**Work item:**
What lines in the listing below hold the string "info"? Please copy them out.

**Material for the task:**

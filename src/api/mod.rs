//! Pulseboard HTTP Surface
//!
//! Serves the dashboard page and a small JSON API, built with Axum.
//!
//! # Endpoints
//!
//! ## Page
//! - `GET /` - Dashboard with nothing selected
//! - `POST /` - Submit the selector form and render results
//!
//! ## JSON
//! - `GET /api/v1/categories` - Selectable content types
//! - `POST /api/v1/insights` - Render plan for `{"categories": [...]}`
//!
//! ## Health
//! - `GET /health/live` - Liveness probe
//! - `GET /health/ready` - Readiness probe
//! - `GET /health` - Full health status
//!
//! # Example
//!
//! ```rust,ignore
//! use pulseboard::api::{serve, AppState};
//! use pulseboard::config::{DashboardConfig, ServerConfig};
//! use pulseboard::source::FixtureAnalyticsSource;
//! use std::sync::Arc;
//!
//! #[tokio::main]
//! async fn main() -> Result<(), Box<dyn std::error::Error>> {
//!     let source = Arc::new(FixtureAnalyticsSource::new("response.json"));
//!     let state = AppState::new(source, DashboardConfig::default());
//!     serve(state, &ServerConfig::default()).await?;
//!     Ok(())
//! }
//! ```

pub mod dto;
pub mod error;
pub mod routes;
pub mod state;

pub use error::{ApiError, ApiResult};
pub use state::AppState;

use axum::{
    routing::{get, post},
    Router,
};
use std::sync::Arc;
use tower_http::{cors::CorsLayer, trace::TraceLayer};

use crate::config::ServerConfig;

/// Build the router with all routes and middleware
pub fn build_router(state: AppState) -> Router {
    let api_routes = Router::new()
        .route("/categories", get(routes::categories::list_categories))
        .route("/insights", post(routes::insights::generate_insights));

    let health_routes = Router::new()
        .route("/live", get(routes::health::liveness))
        .route("/ready", get(routes::health::readiness))
        .route("/", get(routes::health::full_health));

    let shared_state = Arc::new(state);

    Router::new()
        .route(
            "/",
            get(routes::dashboard::show_dashboard).post(routes::dashboard::generate_insights),
        )
        .nest("/api/v1", api_routes)
        .nest("/health", health_routes)
        .layer(TraceLayer::new_for_http())
        .layer(CorsLayer::permissive())
        .with_state(shared_state)
}

/// Start the server
pub async fn serve(state: AppState, config: &ServerConfig) -> Result<(), ApiError> {
    let router = build_router(state);

    let addr = config.addr();
    let listener = tokio::net::TcpListener::bind(&addr).await?;

    tracing::info!("Pulseboard listening on http://{}", addr);

    axum::serve(listener, router)
        .with_graceful_shutdown(shutdown_signal())
        .await
        .map_err(|e| ApiError::Internal(format!("Server error: {}", e)))?;

    tracing::info!("Pulseboard shut down gracefully");
    Ok(())
}

/// Wait for shutdown signal
async fn shutdown_signal() {
    let ctrl_c = async {
        if let Err(e) = tokio::signal::ctrl_c().await {
            tracing::error!("Failed to install Ctrl+C handler: {}", e);
            std::future::pending::<()>().await;
        }
    };

    #[cfg(unix)]
    let terminate = async {
        match tokio::signal::unix::signal(tokio::signal::unix::SignalKind::terminate()) {
            Ok(mut signal) => {
                signal.recv().await;
            }
            Err(e) => {
                tracing::error!("Failed to install SIGTERM handler: {}", e);
                std::future::pending::<()>().await;
            }
        }
    };

    #[cfg(not(unix))]
    let terminate = std::future::pending::<()>();

    tokio::select! {
        _ = ctrl_c => {},
        _ = terminate => {},
    }

    tracing::info!("Shutdown signal received, starting graceful shutdown");
}

#[cfg(test)]
mod tests {
    use super::*;
    use crate::catalog::Selection;
    use crate::config::DashboardConfig;
    use crate::response::AnalyticsResponse;
    use crate::source::{AnalyticsSource, SourceError};
    use async_trait::async_trait;
    use axum::{
        body::Body,
        http::{Request, StatusCode},
    };
    use serde_json::{json, Value};
    use std::sync::Mutex;
    use tower::util::ServiceExt;

    /// Records every selection it is asked for
    struct RecordingSource {
        response: Option<Value>,
        calls: Mutex<Vec<Selection>>,
    }

    impl RecordingSource {
        fn ok(response: Value) -> Arc<Self> {
            Arc::new(Self {
                response: Some(response),
                calls: Mutex::new(Vec::new()),
            })
        }

        fn failing() -> Arc<Self> {
            Arc::new(Self {
                response: None,
                calls: Mutex::new(Vec::new()),
            })
        }

        fn calls(&self) -> Vec<Selection> {
            self.calls.lock().unwrap().clone()
        }
    }

    #[async_trait]
    impl AnalyticsSource for RecordingSource {
        fn name(&self) -> &str {
            "recording"
        }

        async fn get_data(&self, selection: &Selection) -> Result<AnalyticsResponse, SourceError> {
            self.calls.lock().unwrap().push(selection.clone());
            match &self.response {
                Some(value) => Ok(AnalyticsResponse::from_value(value.clone())?),
                None => Err(SourceError::Unavailable),
            }
        }

        async fn health_check(&self) -> Result<(), SourceError> {
            match self.response {
                Some(_) => Ok(()),
                None => Err(SourceError::Unavailable),
            }
        }
    }

    fn app(source: Arc<RecordingSource>) -> Router {
        build_router(AppState::new(source, DashboardConfig::default()))
    }

    fn form_post(body: &str) -> Request<Body> {
        Request::builder()
            .method("POST")
            .uri("/")
            .header("Content-Type", "application/x-www-form-urlencoded")
            .body(Body::from(body.to_string()))
            .unwrap()
    }

    fn json_post(uri: &str, body: Value) -> Request<Body> {
        Request::builder()
            .method("POST")
            .uri(uri)
            .header("Content-Type", "application/json")
            .body(Body::from(body.to_string()))
            .unwrap()
    }

    fn get(uri: &str) -> Request<Body> {
        Request::builder().uri(uri).body(Body::empty()).unwrap()
    }

    async fn body_text(response: axum::response::Response) -> String {
        let bytes = axum::body::to_bytes(response.into_body(), usize::MAX)
            .await
            .unwrap();
        String::from_utf8(bytes.to_vec()).unwrap()
    }

    fn sample_response() -> Value {
        json!({
            "metrics": {"image": {"engagement_rate": 12.345, "reach": 15000}},
            "insights": {"image": "Faces increase saves", "text": "Short posts win"},
            "comparative_analysis": {},
            "recommendations": {"video": ["Post more reels", "Use trending audio"]}
        })
    }

    #[tokio::test]
    async fn test_dashboard_page() {
        let source = RecordingSource::ok(sample_response());
        let response = app(source.clone()).oneshot(get("/")).await.unwrap();

        assert_eq!(response.status(), StatusCode::OK);
        let html = body_text(response).await;
        assert!(html.contains("Social Media Performance Dashboard"));
        assert!(html.contains("Generate Insights"));
        assert!(source.calls().is_empty());
    }

    #[tokio::test]
    async fn test_generate_from_form() {
        let source = RecordingSource::ok(sample_response());
        let response = app(source.clone())
            .oneshot(form_post("image=on&video=on"))
            .await
            .unwrap();

        assert_eq!(response.status(), StatusCode::OK);
        let html = body_text(response).await;
        assert!(html.contains("Engagement Rate"));
        assert!(html.contains("12.35"));
        assert!(html.contains("15,000.00"));
        assert!(html.contains("Faces increase saves"));
        assert!(!html.contains("Short posts win"));
        assert!(!html.contains("Comparative Analysis"));
        assert!(html.contains("Use trending audio"));
        assert!(html.contains(r#"name="image" value="on" checked"#));

        assert_eq!(
            source.calls(),
            vec![Selection::from_labels(["Image", "Video"]).unwrap()]
        );
    }

    #[tokio::test]
    async fn test_empty_form_blocks_without_fetch() {
        let source = RecordingSource::ok(sample_response());
        let response = app(source.clone()).oneshot(form_post("")).await.unwrap();

        assert_eq!(response.status(), StatusCode::UNPROCESSABLE_ENTITY);
        let html = body_text(response).await;
        assert!(html.contains("Please select at least one content type to analyze!"));
        assert!(source.calls().is_empty());
    }

    #[tokio::test]
    async fn test_source_failure_shows_banner() {
        let source = RecordingSource::failing();
        let response = app(source.clone())
            .oneshot(form_post("text=on"))
            .await
            .unwrap();

        assert_eq!(response.status(), StatusCode::BAD_GATEWAY);
        let html = body_text(response).await;
        assert!(html.contains("Unable to generate insights right now"));
        assert!(!html.contains("<section"));
        assert_eq!(source.calls().len(), 1);
    }

    #[tokio::test]
    async fn test_every_subset_reaches_source_exactly() {
        let keys = ["text", "image", "video", "reels", "carousel"];
        for mask in 1u8..32 {
            let chosen: Vec<&str> = keys
                .iter()
                .enumerate()
                .filter(|(i, _)| mask & (1 << i) != 0)
                .map(|(_, k)| *k)
                .collect();
            let body = chosen
                .iter()
                .map(|k| format!("{}=on", k))
                .collect::<Vec<_>>()
                .join("&");

            let source = RecordingSource::ok(json!({}));
            let response = app(source.clone()).oneshot(form_post(&body)).await.unwrap();

            assert_eq!(response.status(), StatusCode::OK);
            assert_eq!(source.calls(), vec![Selection::from_labels(&chosen).unwrap()]);
        }
    }

    #[tokio::test]
    async fn test_json_insights() {
        let source = RecordingSource::ok(sample_response());
        let response = app(source)
            .oneshot(json_post("/api/v1/insights", json!({"categories": ["video"]})))
            .await
            .unwrap();

        assert_eq!(response.status(), StatusCode::OK);
        let plan: Value = serde_json::from_str(&body_text(response).await).unwrap();
        assert_eq!(plan["selection"], json!(["Video"]));

        let kinds: Vec<_> = plan["sections"]
            .as_array()
            .unwrap()
            .iter()
            .map(|s| s["kind"].as_str().unwrap().to_string())
            .collect();
        assert_eq!(kinds, vec!["metrics", "insights", "recommendations"]);

        let recommendations = &plan["sections"][2]["groups"][0];
        assert_eq!(recommendations["title"], "Video Recommendations");
        assert_eq!(recommendations["items"][0]["value"], "Post more reels");
        assert_eq!(recommendations["items"][0]["tone"], "success");
    }

    #[tokio::test]
    async fn test_json_insights_empty_selection() {
        let source = RecordingSource::ok(sample_response());
        let response = app(source.clone())
            .oneshot(json_post("/api/v1/insights", json!({"categories": []})))
            .await
            .unwrap();

        assert_eq!(response.status(), StatusCode::UNPROCESSABLE_ENTITY);
        let body: Value = serde_json::from_str(&body_text(response).await).unwrap();
        assert_eq!(body["error"]["code"], "EMPTY_SELECTION");
        assert!(source.calls().is_empty());
    }

    #[tokio::test]
    async fn test_json_insights_unknown_category() {
        let source = RecordingSource::ok(sample_response());
        let response = app(source.clone())
            .oneshot(json_post("/api/v1/insights", json!({"categories": ["Stories"]})))
            .await
            .unwrap();

        assert_eq!(response.status(), StatusCode::BAD_REQUEST);
        assert!(source.calls().is_empty());
    }

    #[tokio::test]
    async fn test_json_insights_source_failure() {
        let response = app(RecordingSource::failing())
            .oneshot(json_post("/api/v1/insights", json!({"categories": ["Text"]})))
            .await
            .unwrap();

        assert_eq!(response.status(), StatusCode::BAD_GATEWAY);
        let body: Value = serde_json::from_str(&body_text(response).await).unwrap();
        assert_eq!(body["error"]["code"], "SOURCE_ERROR");
    }

    #[tokio::test]
    async fn test_categories() {
        let response = app(RecordingSource::ok(json!({})))
            .oneshot(get("/api/v1/categories"))
            .await
            .unwrap();

        assert_eq!(response.status(), StatusCode::OK);
        let body: Value = serde_json::from_str(&body_text(response).await).unwrap();
        let labels: Vec<_> = body
            .as_array()
            .unwrap()
            .iter()
            .map(|c| c["label"].as_str().unwrap().to_string())
            .collect();
        assert_eq!(labels, vec!["Text", "Image", "Video", "Reels", "Carousel"]);
        assert_eq!(body[4]["icon"], "🎠");
    }

    #[tokio::test]
    async fn test_health_endpoints() {
        let healthy = app(RecordingSource::ok(json!({})));
        let response = healthy.clone().oneshot(get("/health/live")).await.unwrap();
        assert_eq!(response.status(), StatusCode::OK);
        let response = healthy.clone().oneshot(get("/health/ready")).await.unwrap();
        assert_eq!(response.status(), StatusCode::OK);

        let response = healthy.oneshot(get("/health")).await.unwrap();
        let body: Value = serde_json::from_str(&body_text(response).await).unwrap();
        assert_eq!(body["status"], "healthy");
        assert_eq!(body["source"], "recording");
    }

    #[tokio::test]
    async fn test_readiness_fails_when_source_down() {
        let response = app(RecordingSource::failing())
            .oneshot(get("/health/ready"))
            .await
            .unwrap();
        assert_eq!(response.status(), StatusCode::SERVICE_UNAVAILABLE);
    }
}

**Answer:**
    tracing::info!("Pulseboard listening on http://{}", addr);
    tracing::info!("Pulseboard shut down gracefully");
    tracing::info!("Shutdown signal received, starting graceful shutdown");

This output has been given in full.